Comet 73P/Schwassmann-Wachmann 3's Dust Trail as a Source of Pickup Ions
astro-ph.EP
/ Authors
/ Abstract
73P/Schwassmann-Wachmann 3 is a short-period comet that has undergone multiple fragmentation events in the last few decades. During May-June 2006, while passing near Earth, multiple fragments of comet 73P passed sunward of Sun-Earth Lagrange Point 1, while cometary pickup ions were detected concurrently by instruments on both the ACE and Wind spacecraft, implying the crossing of one or more ion tail. Additionally, during August 2011, a fragment of 73P passed directly sunward of spacecraft STEREO-B. A detection of cometary ions is shown to originate at fragment 73P-AM. Solar wind velocity measurements are used to extrapolate the flow of the solar wind in 3 dimensions and, when compared with the positions of known comets and cometary fragments, estimate the separation between the cometary ion tail and the spacecraft.
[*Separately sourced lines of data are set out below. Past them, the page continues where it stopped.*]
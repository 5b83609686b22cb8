//! Error types for the contacts application.

use thiserror::Error;

/// A shared error type for the entire contacts application.
///
/// Load-side variants (`PrimaryUnreadable`, `BackupUnreadable`,
/// `BackupCorrupted`) are only produced by a store running the strict load
/// policy. `PrimaryWriteFailed` is the only fatal save-side failure; a failed
/// backup write is reported through `SaveOutcome` instead.
#[derive(Error, Debug, Clone, PartialEq, Eq)]
pub enum ContactsError {
    /// The primary record file could not be read
    #[error("failed to read main file '{path}': {message}")]
    PrimaryUnreadable { path: String, message: String },

    /// The primary file was corrupt and the backup could not be read
    #[error("failed to read backup file '{path}': {message}")]
    BackupUnreadable { path: String, message: String },

    /// The primary file was corrupt and so was the backup
    #[error("failed to parse backup file '{path}': {message}")]
    BackupCorrupted { path: String, message: String },

    /// Writing the primary record file failed
    #[error("failed to write file '{path}': {message}")]
    PrimaryWriteFailed { path: String, message: String },

    /// Serialization/deserialization error
    #[error("Serialization error: {format} - {message}")]
    Serialization {
        format: String, // "TOML", "JSON"
        message: String,
    },

    /// A 1-based display index outside the current collection
    #[error("Invalid index {index} (collection holds {len} contacts)")]
    InvalidIndex { index: usize, len: usize },

    /// Entity not found error with type information
    #[error("Entity not found: {entity_type} '{id}'")]
    NotFound {
        entity_type: &'static str,
        id: String,
    },

    /// Configuration error
    #[error("Configuration error: {0}")]
    Config(String),

    /// IO error (terminal or file system operations outside the record store)
    #[error("IO error: {message}")]
    Io { message: String },
}

impl ContactsError {
    // ============================================================================
    // Constructor helpers
    // ============================================================================

    /// Creates a NotFound error
    pub fn not_found(entity_type: &'static str, id: impl Into<String>) -> Self {
        Self::NotFound {
            entity_type,
            id: id.into(),
        }
    }

    /// Creates an IO error
    pub fn io(message: impl Into<String>) -> Self {
        Self::Io {
            message: message.into(),
        }
    }

    /// Creates a Config error
    pub fn config(message: impl Into<String>) -> Self {
        Self::Config(message.into())
    }

    // ============================================================================
    // Type checking methods
    // ============================================================================

    /// Check if this error was produced by a strict load
    pub fn is_load_failure(&self) -> bool {
        matches!(
            self,
            Self::PrimaryUnreadable { .. } | Self::BackupUnreadable { .. } | Self::BackupCorrupted { .. }
        )
    }

    /// Check if this error means stored content could not be parsed
    pub fn is_corruption(&self) -> bool {
        matches!(self, Self::BackupCorrupted { .. } | Self::Serialization { .. })
    }

    /// Check if this is an index error
    pub fn is_invalid_index(&self) -> bool {
        matches!(self, Self::InvalidIndex { .. })
    }

    /// Check if this is a NotFound error
    pub fn is_not_found(&self) -> bool {
        matches!(self, Self::NotFound { .. })
    }
}

// ============================================================================
// From implementations for automatic conversion
// ============================================================================

impl From<std::io::Error> for ContactsError {
    fn from(err: std::io::Error) -> Self {
        Self::Io {
            message: format!("{} (kind: {:?})", err, err.kind()),
        }
    }
}

impl From<serde_json::Error> for ContactsError {
    fn from(err: serde_json::Error) -> Self {
        Self::Serialization {
            format: "JSON".to_string(),
            message: err.to_string(),
        }
    }
}

impl From<toml::de::Error> for ContactsError {
    fn from(err: toml::de::Error) -> Self {
        Self::Config(err.to_string())
    }
}

/// A type alias for `Result<T, ContactsError>`.
pub type Result<T> = std::result::Result<T, ContactsError>;
//! JSON file-based PersonRepository implementation with a mirrored backup.

use contacts_core::error::{ContactsError, Result};
use contacts_core::person::{EmptyReason, LoadOutcome, Person, PersonRepository, SaveOutcome};
use contacts_core::LoadPolicy;
use contacts_core::config::StorageConfig;
use std::fs;
use std::path::{Path, PathBuf};

/// A repository that stores the whole collection in a primary JSON file and
/// mirrors every save into a backup file next to it.
///
/// Responsibilities:
/// - Load the primary, falling back to the backup when the primary is corrupt
/// - Apply exactly one `LoadPolicy` to unrecoverable loads
/// - Write the primary, then the backup, with identical bytes
///
/// Does NOT:
/// - Write through a temporary file or rename; a crash mid-write can tear
///   the primary
/// - Lock the files (single process, single user)
///
/// File layout:
/// ```text
/// dir/
/// ├── people.json          # primary
/// └── backup_people.json   # mirror of the last save
/// ```
pub struct JsonFilePersonRepository {
    primary: PathBuf,
    backup: PathBuf,
    policy: LoadPolicy,
}

impl JsonFilePersonRepository {
    /// Creates a repository over explicit paths.
    pub fn new(primary: PathBuf, backup: PathBuf, policy: LoadPolicy) -> Self {
        Self {
            primary,
            backup,
            policy,
        }
    }

    /// Creates a repository from storage settings, resolving relative paths
    /// against `base_dir`.
    pub fn from_config(storage: &StorageConfig, base_dir: &Path) -> Self {
        Self::new(
            storage.primary_path(base_dir),
            storage.backup_path(base_dir),
            storage.load_policy,
        )
    }

    pub fn primary_path(&self) -> &Path {
        &self.primary
    }

    pub fn backup_path(&self) -> &Path {
        &self.backup
    }

    /// Applies the configured policy to a load that found nothing usable.
    fn give_up(&self, error: ContactsError, reason: EmptyReason) -> Result<LoadOutcome> {
        match self.policy {
            LoadPolicy::Strict => Err(error),
            LoadPolicy::Lenient => {
                let message = match reason {
                    EmptyReason::PrimaryUnreadable => "main file unreadable, starting with no contacts",
                    EmptyReason::BackupUnreadable => {
                        "main file corrupted and backup unreadable, starting with no contacts"
                    }
                    EmptyReason::BackupCorrupted => {
                        "main file and backup both corrupted, starting with no contacts"
                    }
                };
                tracing::warn!(error = %error, "{}", message);
                Ok(LoadOutcome::empty(reason))
            }
        }
    }
}

impl PersonRepository for JsonFilePersonRepository {
    fn load(&self) -> Result<LoadOutcome> {
        let primary = match fs::read(&self.primary) {
            Ok(bytes) => bytes,
            Err(e) => {
                let error = ContactsError::PrimaryUnreadable {
                    path: self.primary.display().to_string(),
                    message: e.to_string(),
                };
                return self.give_up(error, EmptyReason::PrimaryUnreadable);
            }
        };

        let primary_error = match decode(&primary) {
            Ok(people) => {
                tracing::debug!(
                    "Loaded {} contacts from {}",
                    people.len(),
                    self.primary.display()
                );
                return Ok(LoadOutcome::primary(people));
            }
            Err(e) => e,
        };

        tracing::warn!(
            "Main file {} corrupted ({}), trying backup {}",
            self.primary.display(),
            primary_error,
            self.backup.display()
        );

        let backup = match fs::read(&self.backup) {
            Ok(bytes) => bytes,
            Err(e) => {
                let error = ContactsError::BackupUnreadable {
                    path: self.backup.display().to_string(),
                    message: e.to_string(),
                };
                return self.give_up(error, EmptyReason::BackupUnreadable);
            }
        };

        match decode(&backup) {
            Ok(people) => {
                tracing::warn!(
                    "Loaded {} contacts from backup {}",
                    people.len(),
                    self.backup.display()
                );
                Ok(LoadOutcome::backup(people))
            }
            Err(e) => {
                let error = ContactsError::BackupCorrupted {
                    path: self.backup.display().to_string(),
                    message: e.to_string(),
                };
                self.give_up(error, EmptyReason::BackupCorrupted)
            }
        }
    }

    fn save(&self, people: &[Person]) -> Result<SaveOutcome> {
        let data = encode(people)?;

        fs::write(&self.primary, &data).map_err(|e| ContactsError::PrimaryWriteFailed {
            path: self.primary.display().to_string(),
            message: e.to_string(),
        })?;

        if let Err(e) = fs::write(&self.backup, &data) {
            tracing::warn!(
                "Failed to write backup {}: {}",
                self.backup.display(),
                e
            );
            return Ok(SaveOutcome::backup_failed(format!(
                "failed to write backup file '{}': {}",
                self.backup.display(),
                e
            )));
        }

        tracing::debug!(
            "Saved {} contacts to {} (mirrored to {})",
            people.len(),
            self.primary.display(),
            self.backup.display()
        );
        Ok(SaveOutcome::mirrored())
    }
}

/// Serializes the collection as an indented JSON array.
pub fn encode(people: &[Person]) -> Result<Vec<u8>> {
    Ok(serde_json::to_vec_pretty(people)?)
}

/// Parses a stored collection. A `null` document is an empty collection and
/// a `null` element is a zero-value record; empty content is not valid.
pub fn decode(bytes: &[u8]) -> Result<Vec<Person>> {
    let people: Option<Vec<Option<Person>>> = serde_json::from_slice(bytes)?;
    Ok(people
        .unwrap_or_default()
        .into_iter()
        .map(Option::unwrap_or_default)
        .collect())
}

#[cfg(test)]
mod tests {
    use super::*;
    use contacts_core::person::LoadSource;
    use tempfile::TempDir;

    fn create_test_repository(policy: LoadPolicy) -> (JsonFilePersonRepository, TempDir) {
        let temp_dir = TempDir::new().unwrap();
        let repo = JsonFilePersonRepository::new(
            temp_dir.path().join("people.json"),
            temp_dir.path().join("backup_people.json"),
            policy,
        );
        (repo, temp_dir)
    }

    fn sample() -> Vec<Person> {
        vec![Person::new("Ali", 30, "111"), Person::new("Ayşe", 25, "222")]
    }

    #[test]
    fn test_encode_is_indented_array() {
        let bytes = encode(&[Person::new("Ali", 30, "111")]).unwrap();
        let text = String::from_utf8(bytes).unwrap();
        assert_eq!(
            text,
            "[\n  {\n    \"name\": \"Ali\",\n    \"age\": 30,\n    \"phone\": \"111\"\n  }\n]"
        );
    }

    #[test]
    fn test_decode_null_and_empty_array() {
        assert!(decode(b"null").unwrap().is_empty());
        assert!(decode(b"[]").unwrap().is_empty());
    }

    #[test]
    fn test_decode_null_element_is_zero_record() {
        let people = decode(br#"[null, {"name": "Ali"}]"#).unwrap();
        assert_eq!(people, vec![Person::default(), Person::new("Ali", 0, "")]);
    }

    #[test]
    fn test_decode_mixed_case_keys() {
        let people = decode(br#"[{"Name":"Ali","AGE":30,"Phone":"111"}]"#).unwrap();
        assert_eq!(people, vec![Person::new("Ali", 30, "111")]);
    }

    #[test]
    fn test_decode_rejects_empty_content() {
        assert!(decode(b"").is_err());
        assert!(decode(b"   \n").is_err());
        assert!(decode(b"{\"name\":\"Ali\"}").is_err());
    }

    #[test]
    fn test_save_writes_identical_mirror() {
        let (repo, _temp_dir) = create_test_repository(LoadPolicy::Strict);
        let outcome = repo.save(&sample()).unwrap();
        assert!(outcome.is_mirrored());

        let primary = fs::read(repo.primary_path()).unwrap();
        let backup = fs::read(repo.backup_path()).unwrap();
        assert_eq!(primary, backup);
    }

    #[test]
    fn test_save_replaces_prior_content() {
        let (repo, _temp_dir) = create_test_repository(LoadPolicy::Strict);
        repo.save(&sample()).unwrap();
        repo.save(&[Person::new("Veli", 41, "333")]).unwrap();

        let loaded = repo.load().unwrap();
        assert_eq!(loaded.people, vec![Person::new("Veli", 41, "333")]);
    }

    #[test]
    fn test_backup_write_failure_is_not_fatal() {
        let temp_dir = TempDir::new().unwrap();
        let repo = JsonFilePersonRepository::new(
            temp_dir.path().join("people.json"),
            temp_dir.path().join("missing-dir").join("backup_people.json"),
            LoadPolicy::Strict,
        );

        let outcome = repo.save(&sample()).unwrap();
        assert!(!outcome.is_mirrored());
        assert!(outcome.backup_error.unwrap().contains("backup_people.json"));
        assert_eq!(repo.load().unwrap().people, sample());
    }

    #[test]
    fn test_primary_write_failure_skips_backup() {
        let temp_dir = TempDir::new().unwrap();
        let backup = temp_dir.path().join("backup_people.json");
        fs::write(&backup, b"[]").unwrap();
        let repo = JsonFilePersonRepository::new(
            temp_dir.path().join("missing-dir").join("people.json"),
            backup.clone(),
            LoadPolicy::Strict,
        );

        let err = repo.save(&sample()).unwrap_err();
        assert!(matches!(err, ContactsError::PrimaryWriteFailed { .. }));
        assert_eq!(fs::read(&backup).unwrap(), b"[]");
    }

    #[test]
    fn test_lenient_reasons_are_distinct() {
        let (repo, _temp_dir) = create_test_repository(LoadPolicy::Lenient);
        assert_eq!(
            repo.load().unwrap().source,
            LoadSource::Empty(EmptyReason::PrimaryUnreadable)
        );

        fs::write(repo.primary_path(), b"{oops").unwrap();
        assert_eq!(
            repo.load().unwrap().source,
            LoadSource::Empty(EmptyReason::BackupUnreadable)
        );

        fs::write(repo.backup_path(), b"").unwrap();
        assert_eq!(
            repo.load().unwrap().source,
            LoadSource::Empty(EmptyReason::BackupCorrupted)
        );
    }
}
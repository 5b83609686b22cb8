//! Person domain module.
//!
//! This module contains the contact record model, the in-memory ordered
//! collection a session works on, and the repository interface used to
//! persist it.
//!
//! # Module Structure
//!
//! - `model`: `Person` (the persisted record) and `PersonId` (session-only identity)
//! - `book`: `PersonBook`, the ordered, identified collection
//! - `repository`: `PersonRepository` trait plus load/save outcome types
//!
//! # Usage
//!
//! ```ignore
//! use contacts_core::person::{Person, PersonBook, PersonRepository};
//! ```

mod book;
mod model;
pub mod repository;

// Re-export public API
pub use book::PersonBook;
pub use model::{Person, PersonId};

pub use repository::{EmptyReason, LoadOutcome, LoadSource, PersonRepository, SaveOutcome};
//! Session controller for the contacts console.
//!
//! This crate turns console input into operations on an explicit `Session`
//! and reports results. It depends only on the `PersonRepository` seam, so any
//! store from the infrastructure layer can sit behind it.

pub mod command;
pub mod console;
pub mod input;
pub mod session;

pub use command::Command;
pub use console::Console;
pub use input::{Input, LineSource, ScriptedInput};
pub use session::{SearchResult, Session};
//! In-memory PersonRepository implementation.

use contacts_core::error::{ContactsError, Result};
use contacts_core::person::{LoadOutcome, Person, PersonRepository, SaveOutcome};
use std::sync::Mutex;

/// A repository that keeps the saved collection in memory.
///
/// Loading an untouched repository yields an empty collection from the
/// "primary". Useful for driving a session without touching the file system.
#[derive(Default)]
pub struct InMemoryPersonRepository {
    data: Mutex<Vec<Person>>,
}

impl InMemoryPersonRepository {
    pub fn new() -> Self {
        Self::default()
    }

    /// Creates a repository that already holds `people`.
    pub fn with_people(people: Vec<Person>) -> Self {
        Self {
            data: Mutex::new(people),
        }
    }

    /// Snapshot of what was last saved.
    pub fn snapshot(&self) -> Result<Vec<Person>> {
        self.data
            .lock()
            .map(|data| data.clone())
            .map_err(|e| ContactsError::io(format!("Failed to lock in-memory store: {}", e)))
    }
}

impl PersonRepository for InMemoryPersonRepository {
    fn load(&self) -> Result<LoadOutcome> {
        Ok(LoadOutcome::primary(self.snapshot()?))
    }

    fn save(&self, people: &[Person]) -> Result<SaveOutcome> {
        let mut data = self
            .data
            .lock()
            .map_err(|e| ContactsError::io(format!("Failed to lock in-memory store: {}", e)))?;
        *data = people.to_vec();
        Ok(SaveOutcome::mirrored())
    }
}

#[cfg(test)]
mod tests {
    use super::*;

    #[test]
    fn test_save_and_load() {
        let repo = InMemoryPersonRepository::new();
        let original = vec![Person::new("X", 99, "error"), Person::new("Y", 0, "none")];

        repo.save(&original).unwrap();

        let loaded = repo.load().unwrap();
        assert_eq!(loaded.people, original);
        assert!(!loaded.recovered());
    }

    #[test]
    fn test_load_empty() {
        let repo = InMemoryPersonRepository::new();
        assert!(repo.load().unwrap().people.is_empty());
    }
}
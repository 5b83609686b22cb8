//! The in-memory contact collection for one session.

use super::model::{Person, PersonId};
use crate::error::{ContactsError, Result};

/// A record tagged with its session identity.
#[derive(Debug, Clone, PartialEq, Eq)]
struct Entry {
    id: PersonId,
    person: Person,
}

/// The ordered collection of contacts a session works on.
///
/// `PersonBook` keeps insertion order (which is also display order) and tags
/// every record with a `PersonId`. Commands that address a record by its
/// 1-based display position resolve the position to an identifier first and
/// then act on the identifier, so the position is only a display convenience.
///
/// The book also tracks whether it has changes that were not saved yet.
#[derive(Debug, Default)]
pub struct PersonBook {
    entries: Vec<Entry>,
    dirty: bool,
}

impl PersonBook {
    /// Creates an empty book.
    ///
    /// # Examples
    ///
    /// ```
    /// use contacts_core::person::PersonBook;
    ///
    /// let book = PersonBook::new();
    /// assert!(book.is_empty());
    /// ```
    pub fn new() -> Self {
        Self::default()
    }

    /// Creates a book from loaded records, assigning fresh identifiers.
    ///
    /// The result is clean: nothing is pending a save.
    pub fn from_people(people: Vec<Person>) -> Self {
        Self {
            entries: people
                .into_iter()
                .map(|person| Entry {
                    id: PersonId::new(),
                    person,
                })
                .collect(),
            dirty: false,
        }
    }

    pub fn len(&self) -> usize {
        self.entries.len()
    }

    pub fn is_empty(&self) -> bool {
        self.entries.is_empty()
    }

    /// Whether the book changed since it was loaded or last saved.
    pub fn is_dirty(&self) -> bool {
        self.dirty
    }

    /// Clears the dirty flag after a successful save.
    pub fn mark_saved(&mut self) {
        self.dirty = false;
    }

    /// Records in display order, paired with their 1-based position.
    pub fn iter_numbered(&self) -> impl Iterator<Item = (usize, &Person)> {
        self.entries
            .iter()
            .enumerate()
            .map(|(i, entry)| (i + 1, &entry.person))
    }

    /// Snapshot of the records in display order, as handed to a repository.
    pub fn to_people(&self) -> Vec<Person> {
        self.entries.iter().map(|e| e.person.clone()).collect()
    }

    /// Appends a record and returns its new identifier.
    pub fn add(&mut self, person: Person) -> PersonId {
        let id = PersonId::new();
        self.entries.push(Entry { id, person });
        self.dirty = true;
        id
    }

    /// Resolves a 1-based display position to the identifier currently there.
    ///
    /// # Errors
    ///
    /// Returns `ContactsError::InvalidIndex` when `index` is 0 or past the end.
    pub fn id_at(&self, index: usize) -> Result<PersonId> {
        if index == 0 || index > self.entries.len() {
            return Err(ContactsError::InvalidIndex {
                index,
                len: self.entries.len(),
            });
        }
        Ok(self.entries[index - 1].id)
    }

    /// Replaces the whole record behind `id`; the identifier is kept.
    pub fn replace(&mut self, id: PersonId, person: Person) -> Result<()> {
        let pos = self
            .position(id)
            .ok_or_else(|| ContactsError::not_found("person", id.to_string()))?;
        self.entries[pos].person = person;
        self.dirty = true;
        Ok(())
    }

    /// Removes the record behind `id`, shifting later records up by one.
    pub fn remove(&mut self, id: PersonId) -> Result<Person> {
        let pos = self
            .position(id)
            .ok_or_else(|| ContactsError::not_found("person", id.to_string()))?;
        let entry = self.entries.remove(pos);
        self.dirty = true;
        Ok(entry.person)
    }

    /// All records whose name equals `query` ignoring case, with their
    /// 1-based positions, in display order.
    pub fn search_by_name(&self, query: &str) -> Vec<(usize, &Person)> {
        self.iter_numbered()
            .filter(|(_, person)| person.name_matches(query))
            .collect()
    }

    fn position(&self, id: PersonId) -> Option<usize> {
        self.entries.iter().position(|e| e.id == id)
    }
}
Using this technique, it is shown that the alignment of the major cometary fragments with the spacecraft was poor for the transport of cometary ions via the solar wind, but the encounter was near enough for immersion in the diffuse ion tail surrounding an extended dust trail within which the nucleus fragments reside. This implies that, at this distance, the extended trail of cometary debris was a significant source of cometary ions in the case of comet 73P.